### SUPPLIED MATERIAL
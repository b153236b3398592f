//! Feature Definition Module
//!
//! A `FeatureDescriptor` is the immutable, evaluation-ready form of one
//! catalog feature: what it computes, how its output is post-processed, and
//! the SQL that computes it as of a single reference date.

use crate::feature::tables::TableConfig;
use chrono::{Datelike, Duration, NaiveDate};
use eis_core::{FeatureKind, ImputationPolicy, TargetUnit};
use serde::{Deserialize, Serialize};
use std::fmt;
use std::sync::Arc;

/// Trailing window of "recent" variants, in days
pub const RECENT_WINDOW_DAYS: i64 = 365;

/// Window covered by per-year series features, in days (eight years)
pub const SERIES_WINDOW_DAYS: i64 = 2920;

/// Temporal scope of a feature query
#[derive(Debug, Clone, Copy, PartialEq, Eq, Hash, Serialize, Deserialize)]
#[serde(rename_all = "snake_case")]
pub enum Scope {
    /// Time-invariant attribute
    Static,
    /// Attribute computed relative to the reference date (age, tenure)
    AsOf,
    /// Every event up to the reference date
    Career,
    /// Events in the trailing lookback window
    Recent,
    /// Career aggregate compared against the trailing window
    CareerAndRecent,
    /// Per-calendar-year counts over the series window
    Series,
}

impl Scope {
    /// First day of the query window, if the scope has a lower bound.
    ///
    /// Only the recent scopes honor a lookback override; the series window
    /// is fixed so that slot counts stay stable across runs.
    pub fn window_start(self, reference_date: NaiveDate, lookback_days: Option<i64>) -> Option<NaiveDate> {
        match self {
            Scope::Static | Scope::AsOf | Scope::Career => None,
            Scope::Recent | Scope::CareerAndRecent => Some(
                reference_date - Duration::days(lookback_days.unwrap_or(RECENT_WINDOW_DAYS)),
            ),
            Scope::Series => Some(reference_date - Duration::days(SERIES_WINDOW_DAYS)),
        }
    }
}

impl fmt::Display for Scope {
    fn fmt(&self, f: &mut fmt::Formatter<'_>) -> fmt::Result {
        let s = match self {
            Scope::Static => "static",
            Scope::AsOf => "as_of",
            Scope::Career => "career",
            Scope::Recent => "recent",
            Scope::CareerAndRecent => "career_and_recent",
            Scope::Series => "series",
        };
        f.write_str(s)
    }
}

/// Parameters a feature is evaluated under
#[derive(Debug, Clone, Copy, PartialEq, Eq)]
pub struct EvalParams {
    /// "Fake today": no event after this date may be observed
    pub reference_date: NaiveDate,
    /// Override for the trailing window of recent variants
    pub lookback_days: Option<i64>,
    pub unit: TargetUnit,
}

impl EvalParams {
    pub fn new(reference_date: NaiveDate) -> Self {
        Self {
            reference_date,
            lookback_days: None,
            unit: TargetUnit::Officer,
        }
    }

    pub fn with_lookback(mut self, days: i64) -> Self {
        self.lookback_days = Some(days);
        self
    }

    pub fn with_unit(mut self, unit: TargetUnit) -> Self {
        self.unit = unit;
        self
    }
}

/// Date bounds rendered into feature SQL
#[derive(Debug, Clone, Copy, PartialEq, Eq)]
pub struct QueryBounds {
    pub reference_date: NaiveDate,
    pub start: Option<NaiveDate>,
}

impl QueryBounds {
    pub fn new(reference_date: NaiveDate, start: Option<NaiveDate>) -> Self {
        Self {
            reference_date,
            start,
        }
    }

    /// `column <= reference_date`
    pub fn upto(&self, column: &str) -> String {
        format!("{} <= '{}'::date", column, self.reference_date)
    }

    /// `column <= reference_date`, plus `column >= start` when bounded below
    pub fn within(&self, column: &str) -> String {
        match self.start {
            Some(start) => format!("{} and {} >= '{}'::date", self.upto(column), column, start),
            None => self.upto(column),
        }
    }

    /// Start of the window; the reference date itself when unbounded
    pub fn start_or_reference(&self) -> NaiveDate {
        self.start.unwrap_or(self.reference_date)
    }

    pub fn year(&self) -> i32 {
        self.reference_date.year()
    }

    /// Calendar years touched by `[start, reference_date]`
    pub fn calendar_years(&self) -> usize {
        (self.reference_date.year() - self.start_or_reference().year() + 1).max(1) as usize
    }
}

/// A query output column and the feature name it is published under
#[derive(Debug, Clone, PartialEq, Eq, Serialize, Deserialize)]
pub struct OutputColumn {
    /// Column alias in the generated SQL
    pub source: String,
    /// Sub-feature name exposed to the dataset
    pub name: String,
}

impl OutputColumn {
    pub fn new(source: impl Into<String>, name: impl Into<String>) -> Self {
        Self {
            source: source.into(),
            name: name.into(),
        }
    }
}

/// Renders a feature's SQL for a table layout and date bounds
pub type QueryBuilder = fn(&TableConfig, &QueryBounds) -> String;

/// Evaluation-ready feature definition, bound to one reference date
#[derive(Clone)]
pub struct FeatureDescriptor {
    name: String,
    description: String,
    kind: FeatureKind,
    imputation: ImputationPolicy,
    scope: Scope,
    unit: TargetUnit,
    bounds: QueryBounds,
    columns: Vec<OutputColumn>,
    tables: Arc<TableConfig>,
    builder: QueryBuilder,
}

impl FeatureDescriptor {
    /// Create a descriptor evaluated under `params`
    pub fn new(
        name: impl Into<String>,
        kind: FeatureKind,
        scope: Scope,
        columns: Vec<OutputColumn>,
        params: &EvalParams,
        tables: Arc<TableConfig>,
        builder: QueryBuilder,
    ) -> Self {
        let start = scope.window_start(params.reference_date, params.lookback_days);
        Self {
            name: name.into(),
            description: String::new(),
            kind,
            imputation: ImputationPolicy::None,
            scope,
            unit: params.unit,
            bounds: QueryBounds::new(params.reference_date, start),
            columns,
            tables,
            builder,
        }
    }

    pub fn with_description(mut self, description: impl Into<String>) -> Self {
        self.description = description.into();
        self
    }

    pub fn with_imputation(mut self, imputation: ImputationPolicy) -> Self {
        self.imputation = imputation;
        self
    }

    pub fn name(&self) -> &str {
        &self.name
    }

    pub fn description(&self) -> &str {
        &self.description
    }

    pub fn kind(&self) -> FeatureKind {
        self.kind
    }

    pub fn imputation_policy(&self) -> ImputationPolicy {
        self.imputation
    }

    pub fn scope(&self) -> Scope {
        self.scope
    }

    pub fn unit(&self) -> TargetUnit {
        self.unit
    }

    pub fn reference_date(&self) -> NaiveDate {
        self.bounds.reference_date
    }

    /// Lower bound of the query window, if any
    pub fn window_start(&self) -> Option<NaiveDate> {
        self.bounds.start
    }

    pub fn bounds(&self) -> &QueryBounds {
        &self.bounds
    }

    pub fn tables(&self) -> &TableConfig {
        &self.tables
    }

    /// Output columns in declared order
    pub fn columns(&self) -> &[OutputColumn] {
        &self.columns
    }

    /// Declared sub-feature names, before any categorical or series expansion
    pub fn sub_feature_names(&self) -> Vec<String> {
        self.columns.iter().map(|c| c.name.clone()).collect()
    }

    /// Number of per-year slots for series features
    pub fn series_slots(&self) -> Option<usize> {
        match self.kind {
            FeatureKind::Series => Some(self.bounds.calendar_years()),
            _ => None,
        }
    }

    /// Retrieval SQL, rendered on demand
    pub fn query(&self) -> String {
        (self.builder)(&self.tables, &self.bounds)
    }
}

impl fmt::Debug for FeatureDescriptor {
    fn fmt(&self, f: &mut fmt::Formatter<'_>) -> fmt::Result {
        f.debug_struct("FeatureDescriptor")
            .field("name", &self.name)
            .field("kind", &self.kind)
            .field("scope", &self.scope)
            .field("imputation", &self.imputation)
            .field("reference_date", &self.bounds.reference_date)
            .field("window_start", &self.bounds.start)
            .field("columns", &self.columns)
            .finish()
    }
}

#[cfg(test)]
mod tests {
    use super::*;

    fn date(y: i32, m: u32, d: u32) -> NaiveDate {
        NaiveDate::from_ymd_opt(y, m, d).unwrap()
    }

    #[test]
    fn test_window_start_per_scope() {
        let today = date(2016, 1, 1);
        assert_eq!(Scope::Career.window_start(today, Some(30)), None);
        assert_eq!(Scope::Recent.window_start(today, None), Some(date(2015, 1, 1)));
        assert_eq!(Scope::Recent.window_start(today, Some(30)), Some(date(2015, 12, 2)));
        assert_eq!(Scope::Series.window_start(today, Some(30)), Some(date(2008, 1, 3)));
    }

    #[test]
    fn test_bounds_rendering() {
        let bounds = QueryBounds::new(date(2016, 1, 1), Some(date(2015, 1, 1)));
        assert_eq!(
            bounds.within("arrest_date"),
            "arrest_date <= '2016-01-01'::date and arrest_date >= '2015-01-01'::date"
        );
        assert_eq!(bounds.upto("datet"), "datet <= '2016-01-01'::date");
        assert_eq!(bounds.calendar_years(), 2);

        let career = QueryBounds::new(date(2016, 1, 1), None);
        assert_eq!(career.within("datet"), career.upto("datet"));
        assert_eq!(career.calendar_years(), 1);
    }

    #[test]
    fn test_descriptor_renders_lazily() {
        fn builder(t: &TableConfig, b: &QueryBounds) -> String {
            format!("select {} from x where {}", t.id_column, b.upto("d"))
        }

        let params = EvalParams::new(date(2014, 6, 30));
        let descriptor = FeatureDescriptor::new(
            "sample",
            FeatureKind::Scalar,
            Scope::Career,
            vec![OutputColumn::new("c", "sample_count")],
            &params,
            Arc::new(TableConfig::default()),
            builder,
        )
        .with_imputation(ImputationPolicy::Zero);

        assert_eq!(descriptor.query(), "select newid from x where d <= '2014-06-30'::date");
        assert_eq!(descriptor.sub_feature_names(), vec!["sample_count"]);
        assert_eq!(descriptor.series_slots(), None);
        assert_eq!(descriptor.imputation_policy(), ImputationPolicy::Zero);
    }
}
######
→ **GOAL OF THE EXERCISE**:
Copy range, inclusive: the line holding "a feature query" to the line holding "stable across runs.". Reproduce exactly those lines of the records above and no others.

→ **RESPONSE BELOW**:
/// Temporal scope of a feature query
#[derive(Debug, Clone, Copy, PartialEq, Eq, Hash, Serialize, Deserialize)]
#[serde(rename_all = "snake_case")]
pub enum Scope {
    /// Time-invariant attribute
    Static,
    /// Attribute computed relative to the reference date (age, tenure)
    AsOf,
    /// Every event up to the reference date
    Career,
    /// Events in the trailing lookback window
    Recent,
    /// Career aggregate compared against the trailing window
    CareerAndRecent,
    /// Per-calendar-year counts over the series window
    Series,
}

impl Scope {
    /// First day of the query window, if the scope has a lower bound.
    ///
    /// Only the recent scopes honor a lookback override; the series window
    /// is fixed so that slot counts stay stable across runs.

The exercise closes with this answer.